Also, the Appeals Court cited another horse breeding Sec. 183 case, Harston, TC Memo 1990-538. In Harston, even though the taxpayers did not have a profit motive, they were not liable for the substantial understatement penalty because "...petitioners have convinced us they had substantial authority for their position." The Court of Appeals found "little distinction" between Harston and Osteen even though in Harston the Tax Court found that the taxpayers had maintained a good cost accounting system, cut costs, hired professional trainers and spent significant time in carrying on the business. (The Harstons lost on the profit issue because of their lack of consistent breeding of the horses and their substantial losses.)
Osteen has made it easier for CPAs to contest the Service's imposition of the substantial understatement penalty against their clients. The Tax Court will have to provide a test to clarify when the taxpayer has substantial authority in cases similar to Sec. 183 cases. Equally important, the Court of Appeals appears to have weakened the regulations' requirement that "...the tax treatment at issue would not be considered particularly relevant if the authority is materially distinguishable on its facts...." (This same language is contained in Regs. Sec. 1.6662-4 (d) (3) (ii).) Finally, the court appears to have weakened the substantial authority standard by stating:
Only if there was a record upon which the Government could obtain a reversal under the clearly erroneous standard could it be argued that from an evidentiary standpoint, there was not substantial authority for the taxpayer's position.

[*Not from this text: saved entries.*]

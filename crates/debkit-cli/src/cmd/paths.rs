//! Paths command

use crate::Context;

/// Print the resolved file layout.
pub fn paths(ctx: &Context) {
    ctx.output.plain(ctx.layout.to_string().trim_end());
}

Two additional points should be noted. First, Osteen is binding only in the Eleventh Circuit states of Florida, Georgia and Alabama. If the Tax Court develops a substantial authority test, it should apply to the entire country. Second, the scope of Osteen is uncertain because the meaning of "an all or nothing case of this kind" is unclear. The Court of Appeals apparently meant cases in which several deductions were allowed or disallowed based on a single judicial ruling. However, it arguably applies in any situation in which the court's ruling is based on a multi-factor test, such as is present in Sec. 183 cases. If so, it will probably be difficult to develop a substantial authority test for these types of cases because the taxpayer will usually have some evidence in favor of his position on some of the factors.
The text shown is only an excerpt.